- Problem statement: What lines below mention the word "impl"? Copy each one.

Start of Records provided

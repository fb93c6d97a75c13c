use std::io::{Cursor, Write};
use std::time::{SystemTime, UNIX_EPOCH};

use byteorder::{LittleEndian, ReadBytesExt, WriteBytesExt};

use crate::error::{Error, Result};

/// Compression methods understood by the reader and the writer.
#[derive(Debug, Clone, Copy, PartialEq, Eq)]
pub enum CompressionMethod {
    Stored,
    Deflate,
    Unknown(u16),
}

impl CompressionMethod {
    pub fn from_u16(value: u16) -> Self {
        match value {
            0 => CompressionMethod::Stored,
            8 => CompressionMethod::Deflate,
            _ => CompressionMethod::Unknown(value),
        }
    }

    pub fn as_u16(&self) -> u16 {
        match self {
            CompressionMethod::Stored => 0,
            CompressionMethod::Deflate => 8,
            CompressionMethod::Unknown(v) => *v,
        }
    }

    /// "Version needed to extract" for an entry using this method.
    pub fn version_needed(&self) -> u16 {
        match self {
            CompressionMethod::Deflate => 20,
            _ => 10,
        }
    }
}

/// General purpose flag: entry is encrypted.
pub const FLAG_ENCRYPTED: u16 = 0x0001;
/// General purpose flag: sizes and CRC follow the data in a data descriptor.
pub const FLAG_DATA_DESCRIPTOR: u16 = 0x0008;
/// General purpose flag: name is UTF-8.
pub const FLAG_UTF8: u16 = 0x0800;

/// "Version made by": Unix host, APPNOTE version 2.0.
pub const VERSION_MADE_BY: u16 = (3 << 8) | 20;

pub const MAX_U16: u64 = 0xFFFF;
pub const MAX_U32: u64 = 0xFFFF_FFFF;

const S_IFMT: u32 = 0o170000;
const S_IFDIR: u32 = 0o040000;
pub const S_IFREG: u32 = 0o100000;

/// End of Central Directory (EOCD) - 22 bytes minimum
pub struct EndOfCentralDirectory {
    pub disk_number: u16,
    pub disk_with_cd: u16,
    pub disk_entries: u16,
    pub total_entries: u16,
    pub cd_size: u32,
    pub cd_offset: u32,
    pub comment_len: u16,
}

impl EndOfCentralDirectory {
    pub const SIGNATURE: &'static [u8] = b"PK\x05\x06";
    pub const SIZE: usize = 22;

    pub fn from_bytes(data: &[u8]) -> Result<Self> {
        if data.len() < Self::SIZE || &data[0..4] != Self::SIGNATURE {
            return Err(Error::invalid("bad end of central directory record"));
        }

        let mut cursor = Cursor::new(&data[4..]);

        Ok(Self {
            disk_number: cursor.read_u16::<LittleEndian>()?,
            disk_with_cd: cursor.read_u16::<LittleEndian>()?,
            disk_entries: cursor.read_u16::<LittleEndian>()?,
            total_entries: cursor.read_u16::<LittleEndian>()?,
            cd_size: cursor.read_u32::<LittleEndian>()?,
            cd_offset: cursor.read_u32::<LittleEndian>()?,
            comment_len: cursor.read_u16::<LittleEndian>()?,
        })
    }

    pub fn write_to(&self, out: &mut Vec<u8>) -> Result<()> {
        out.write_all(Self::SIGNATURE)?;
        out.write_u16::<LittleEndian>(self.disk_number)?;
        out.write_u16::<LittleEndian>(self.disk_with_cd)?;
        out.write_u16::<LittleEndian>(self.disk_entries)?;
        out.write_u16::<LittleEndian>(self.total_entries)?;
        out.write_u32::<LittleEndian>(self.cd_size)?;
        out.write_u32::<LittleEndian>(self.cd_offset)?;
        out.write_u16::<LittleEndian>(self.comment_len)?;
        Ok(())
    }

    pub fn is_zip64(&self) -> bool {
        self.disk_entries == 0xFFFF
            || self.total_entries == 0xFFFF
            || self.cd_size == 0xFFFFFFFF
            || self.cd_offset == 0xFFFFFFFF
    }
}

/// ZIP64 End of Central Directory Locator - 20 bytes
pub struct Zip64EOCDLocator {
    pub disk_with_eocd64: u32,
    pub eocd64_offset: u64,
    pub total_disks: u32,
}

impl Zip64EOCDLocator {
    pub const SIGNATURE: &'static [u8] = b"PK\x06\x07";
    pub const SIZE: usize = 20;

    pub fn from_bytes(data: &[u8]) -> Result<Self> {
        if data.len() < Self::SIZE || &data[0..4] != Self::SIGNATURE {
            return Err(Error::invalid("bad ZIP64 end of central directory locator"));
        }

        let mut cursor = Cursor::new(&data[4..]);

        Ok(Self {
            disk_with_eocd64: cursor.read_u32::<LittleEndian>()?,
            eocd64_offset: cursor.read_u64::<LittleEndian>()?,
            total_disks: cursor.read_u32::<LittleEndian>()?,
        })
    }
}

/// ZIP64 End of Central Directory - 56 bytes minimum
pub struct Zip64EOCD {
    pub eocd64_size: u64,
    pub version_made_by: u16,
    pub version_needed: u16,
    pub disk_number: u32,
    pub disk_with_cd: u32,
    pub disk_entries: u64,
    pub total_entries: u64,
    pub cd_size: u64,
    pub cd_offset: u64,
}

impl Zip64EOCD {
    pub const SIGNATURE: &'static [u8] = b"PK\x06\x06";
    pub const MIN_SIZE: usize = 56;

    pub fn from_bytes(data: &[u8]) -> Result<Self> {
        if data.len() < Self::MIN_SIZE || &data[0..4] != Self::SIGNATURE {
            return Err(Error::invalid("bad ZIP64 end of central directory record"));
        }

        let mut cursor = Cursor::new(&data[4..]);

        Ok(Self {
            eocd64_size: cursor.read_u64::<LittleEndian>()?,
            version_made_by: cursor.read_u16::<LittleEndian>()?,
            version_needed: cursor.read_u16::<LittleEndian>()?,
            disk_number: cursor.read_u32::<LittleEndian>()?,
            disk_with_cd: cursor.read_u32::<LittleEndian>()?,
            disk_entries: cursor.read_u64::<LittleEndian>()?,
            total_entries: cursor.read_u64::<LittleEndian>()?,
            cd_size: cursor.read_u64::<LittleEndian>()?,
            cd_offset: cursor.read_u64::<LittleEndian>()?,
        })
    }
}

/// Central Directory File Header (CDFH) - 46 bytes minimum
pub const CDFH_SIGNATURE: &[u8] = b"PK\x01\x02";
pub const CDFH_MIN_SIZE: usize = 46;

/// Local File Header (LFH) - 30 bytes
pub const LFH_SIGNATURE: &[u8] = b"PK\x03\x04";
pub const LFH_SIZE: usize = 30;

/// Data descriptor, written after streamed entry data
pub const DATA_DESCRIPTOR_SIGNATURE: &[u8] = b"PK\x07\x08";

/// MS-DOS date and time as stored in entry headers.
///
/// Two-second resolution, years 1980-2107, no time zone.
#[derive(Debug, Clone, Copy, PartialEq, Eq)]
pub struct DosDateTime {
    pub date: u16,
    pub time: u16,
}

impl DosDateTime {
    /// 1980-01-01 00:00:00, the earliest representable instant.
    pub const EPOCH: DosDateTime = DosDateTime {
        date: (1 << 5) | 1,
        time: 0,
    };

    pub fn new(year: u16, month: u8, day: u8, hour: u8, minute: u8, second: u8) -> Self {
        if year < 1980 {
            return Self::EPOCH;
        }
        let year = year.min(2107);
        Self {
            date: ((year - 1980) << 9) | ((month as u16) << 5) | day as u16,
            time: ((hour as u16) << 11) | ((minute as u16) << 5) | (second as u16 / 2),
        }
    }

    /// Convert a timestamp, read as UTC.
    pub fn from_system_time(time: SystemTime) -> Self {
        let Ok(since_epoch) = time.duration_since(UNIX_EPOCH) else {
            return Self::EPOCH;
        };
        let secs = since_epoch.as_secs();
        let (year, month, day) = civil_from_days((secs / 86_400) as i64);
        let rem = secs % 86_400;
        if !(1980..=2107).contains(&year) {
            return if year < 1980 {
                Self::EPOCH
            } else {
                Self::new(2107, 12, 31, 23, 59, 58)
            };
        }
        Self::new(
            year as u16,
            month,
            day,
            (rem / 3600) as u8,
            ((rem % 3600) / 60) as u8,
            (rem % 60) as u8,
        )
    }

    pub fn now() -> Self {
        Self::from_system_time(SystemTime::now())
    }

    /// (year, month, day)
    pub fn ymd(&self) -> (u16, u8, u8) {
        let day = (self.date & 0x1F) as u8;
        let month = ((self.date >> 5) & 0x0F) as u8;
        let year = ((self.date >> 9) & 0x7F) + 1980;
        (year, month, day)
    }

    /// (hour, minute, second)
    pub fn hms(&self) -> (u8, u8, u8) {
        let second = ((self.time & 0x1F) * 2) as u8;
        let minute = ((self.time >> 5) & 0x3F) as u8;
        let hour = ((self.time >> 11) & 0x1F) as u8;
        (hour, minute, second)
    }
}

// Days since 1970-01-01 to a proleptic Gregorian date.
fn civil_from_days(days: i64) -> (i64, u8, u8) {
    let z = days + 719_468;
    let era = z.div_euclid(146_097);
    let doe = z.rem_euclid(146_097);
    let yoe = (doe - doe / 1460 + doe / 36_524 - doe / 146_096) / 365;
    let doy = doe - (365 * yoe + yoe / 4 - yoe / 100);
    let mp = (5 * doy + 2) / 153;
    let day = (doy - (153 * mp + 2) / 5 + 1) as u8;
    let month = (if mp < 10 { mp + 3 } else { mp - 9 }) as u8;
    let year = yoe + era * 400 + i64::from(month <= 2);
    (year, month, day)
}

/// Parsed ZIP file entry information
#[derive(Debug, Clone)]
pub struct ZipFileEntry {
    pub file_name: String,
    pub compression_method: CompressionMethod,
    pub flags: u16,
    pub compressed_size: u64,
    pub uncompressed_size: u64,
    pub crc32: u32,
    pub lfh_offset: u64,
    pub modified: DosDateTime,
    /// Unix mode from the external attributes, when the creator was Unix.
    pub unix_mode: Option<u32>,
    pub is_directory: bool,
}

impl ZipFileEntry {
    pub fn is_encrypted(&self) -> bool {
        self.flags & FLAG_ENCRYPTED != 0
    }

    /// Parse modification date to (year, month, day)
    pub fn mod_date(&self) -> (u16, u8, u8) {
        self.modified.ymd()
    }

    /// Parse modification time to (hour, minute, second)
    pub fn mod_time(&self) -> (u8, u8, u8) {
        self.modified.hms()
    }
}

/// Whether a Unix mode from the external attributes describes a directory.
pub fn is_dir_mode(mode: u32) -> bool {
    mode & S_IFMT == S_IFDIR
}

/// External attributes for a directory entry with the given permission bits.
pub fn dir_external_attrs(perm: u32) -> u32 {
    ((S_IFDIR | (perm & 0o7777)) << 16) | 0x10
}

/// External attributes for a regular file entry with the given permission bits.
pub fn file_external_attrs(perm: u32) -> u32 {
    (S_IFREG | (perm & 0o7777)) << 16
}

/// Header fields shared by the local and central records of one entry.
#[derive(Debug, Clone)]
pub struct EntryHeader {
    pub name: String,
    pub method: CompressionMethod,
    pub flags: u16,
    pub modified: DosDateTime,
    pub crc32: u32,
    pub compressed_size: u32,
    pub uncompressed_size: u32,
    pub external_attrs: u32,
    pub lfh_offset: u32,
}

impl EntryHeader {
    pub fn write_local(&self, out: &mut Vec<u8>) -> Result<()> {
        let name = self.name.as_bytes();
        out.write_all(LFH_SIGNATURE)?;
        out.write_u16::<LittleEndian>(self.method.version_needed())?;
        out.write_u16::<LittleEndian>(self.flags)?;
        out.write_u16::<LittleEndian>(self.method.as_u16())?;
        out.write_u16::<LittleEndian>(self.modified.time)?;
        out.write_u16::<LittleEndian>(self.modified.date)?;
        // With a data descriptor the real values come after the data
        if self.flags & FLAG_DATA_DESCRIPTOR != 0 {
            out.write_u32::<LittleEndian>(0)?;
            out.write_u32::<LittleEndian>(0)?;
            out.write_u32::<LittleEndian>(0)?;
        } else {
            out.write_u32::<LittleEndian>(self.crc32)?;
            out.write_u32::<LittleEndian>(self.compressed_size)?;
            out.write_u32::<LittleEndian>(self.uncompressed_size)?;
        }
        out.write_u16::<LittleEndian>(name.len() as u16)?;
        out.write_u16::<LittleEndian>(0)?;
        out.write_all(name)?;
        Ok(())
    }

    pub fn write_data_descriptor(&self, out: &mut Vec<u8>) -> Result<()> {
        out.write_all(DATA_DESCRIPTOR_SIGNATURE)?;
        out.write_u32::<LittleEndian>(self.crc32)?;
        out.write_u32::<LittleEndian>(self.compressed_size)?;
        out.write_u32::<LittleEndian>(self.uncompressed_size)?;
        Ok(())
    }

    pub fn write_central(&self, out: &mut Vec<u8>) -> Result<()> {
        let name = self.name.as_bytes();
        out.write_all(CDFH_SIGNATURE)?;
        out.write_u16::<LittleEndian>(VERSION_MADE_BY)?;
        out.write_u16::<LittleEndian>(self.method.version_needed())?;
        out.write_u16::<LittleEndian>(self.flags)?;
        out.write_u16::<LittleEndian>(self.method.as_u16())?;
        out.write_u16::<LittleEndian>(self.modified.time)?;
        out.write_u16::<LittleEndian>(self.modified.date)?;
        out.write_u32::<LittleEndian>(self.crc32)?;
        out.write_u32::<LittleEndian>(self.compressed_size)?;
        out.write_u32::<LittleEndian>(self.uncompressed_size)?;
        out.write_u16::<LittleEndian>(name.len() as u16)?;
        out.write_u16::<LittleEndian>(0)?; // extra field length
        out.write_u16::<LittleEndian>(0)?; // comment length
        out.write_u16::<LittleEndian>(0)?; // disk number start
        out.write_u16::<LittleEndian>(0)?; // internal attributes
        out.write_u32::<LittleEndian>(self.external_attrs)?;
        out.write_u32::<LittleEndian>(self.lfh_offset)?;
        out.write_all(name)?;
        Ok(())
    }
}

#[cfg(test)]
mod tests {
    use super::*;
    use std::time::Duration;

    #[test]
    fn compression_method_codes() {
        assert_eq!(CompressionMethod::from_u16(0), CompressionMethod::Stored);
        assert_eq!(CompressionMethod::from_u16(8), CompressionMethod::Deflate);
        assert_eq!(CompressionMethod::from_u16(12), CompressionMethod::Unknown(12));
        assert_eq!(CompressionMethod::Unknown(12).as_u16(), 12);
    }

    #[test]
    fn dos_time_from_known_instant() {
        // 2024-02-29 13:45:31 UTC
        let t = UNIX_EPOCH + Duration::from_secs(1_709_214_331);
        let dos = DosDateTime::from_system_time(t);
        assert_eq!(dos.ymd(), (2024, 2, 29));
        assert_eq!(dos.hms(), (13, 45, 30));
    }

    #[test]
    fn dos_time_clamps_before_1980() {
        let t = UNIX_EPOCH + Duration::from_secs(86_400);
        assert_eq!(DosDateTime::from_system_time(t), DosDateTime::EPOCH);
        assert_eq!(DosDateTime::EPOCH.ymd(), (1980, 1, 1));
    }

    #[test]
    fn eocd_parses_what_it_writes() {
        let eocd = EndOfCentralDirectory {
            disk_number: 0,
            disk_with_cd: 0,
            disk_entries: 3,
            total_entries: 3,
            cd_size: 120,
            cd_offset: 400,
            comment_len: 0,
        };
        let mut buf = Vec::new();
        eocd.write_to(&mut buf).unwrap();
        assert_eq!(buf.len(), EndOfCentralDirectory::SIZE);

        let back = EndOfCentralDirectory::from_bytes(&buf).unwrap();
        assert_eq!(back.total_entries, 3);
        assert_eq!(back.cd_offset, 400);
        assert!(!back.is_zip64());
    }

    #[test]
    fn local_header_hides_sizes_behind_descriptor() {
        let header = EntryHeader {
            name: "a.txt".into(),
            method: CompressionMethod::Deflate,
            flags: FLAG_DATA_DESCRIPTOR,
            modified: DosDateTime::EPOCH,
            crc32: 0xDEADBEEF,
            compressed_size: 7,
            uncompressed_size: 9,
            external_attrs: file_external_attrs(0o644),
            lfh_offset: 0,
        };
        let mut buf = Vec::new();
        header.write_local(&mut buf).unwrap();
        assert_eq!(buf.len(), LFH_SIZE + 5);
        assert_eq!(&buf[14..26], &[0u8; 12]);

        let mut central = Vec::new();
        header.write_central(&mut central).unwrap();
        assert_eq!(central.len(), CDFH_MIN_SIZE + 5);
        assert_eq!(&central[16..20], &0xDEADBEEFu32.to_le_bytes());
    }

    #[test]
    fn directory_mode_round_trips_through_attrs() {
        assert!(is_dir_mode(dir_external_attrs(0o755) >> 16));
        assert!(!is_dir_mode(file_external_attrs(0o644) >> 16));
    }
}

End of Records provided

- Finished task:
impl CompressionMethod {
impl EndOfCentralDirectory {
impl Zip64EOCDLocator {
impl Zip64EOCD {
impl DosDateTime {
impl ZipFileEntry {
impl EntryHeader {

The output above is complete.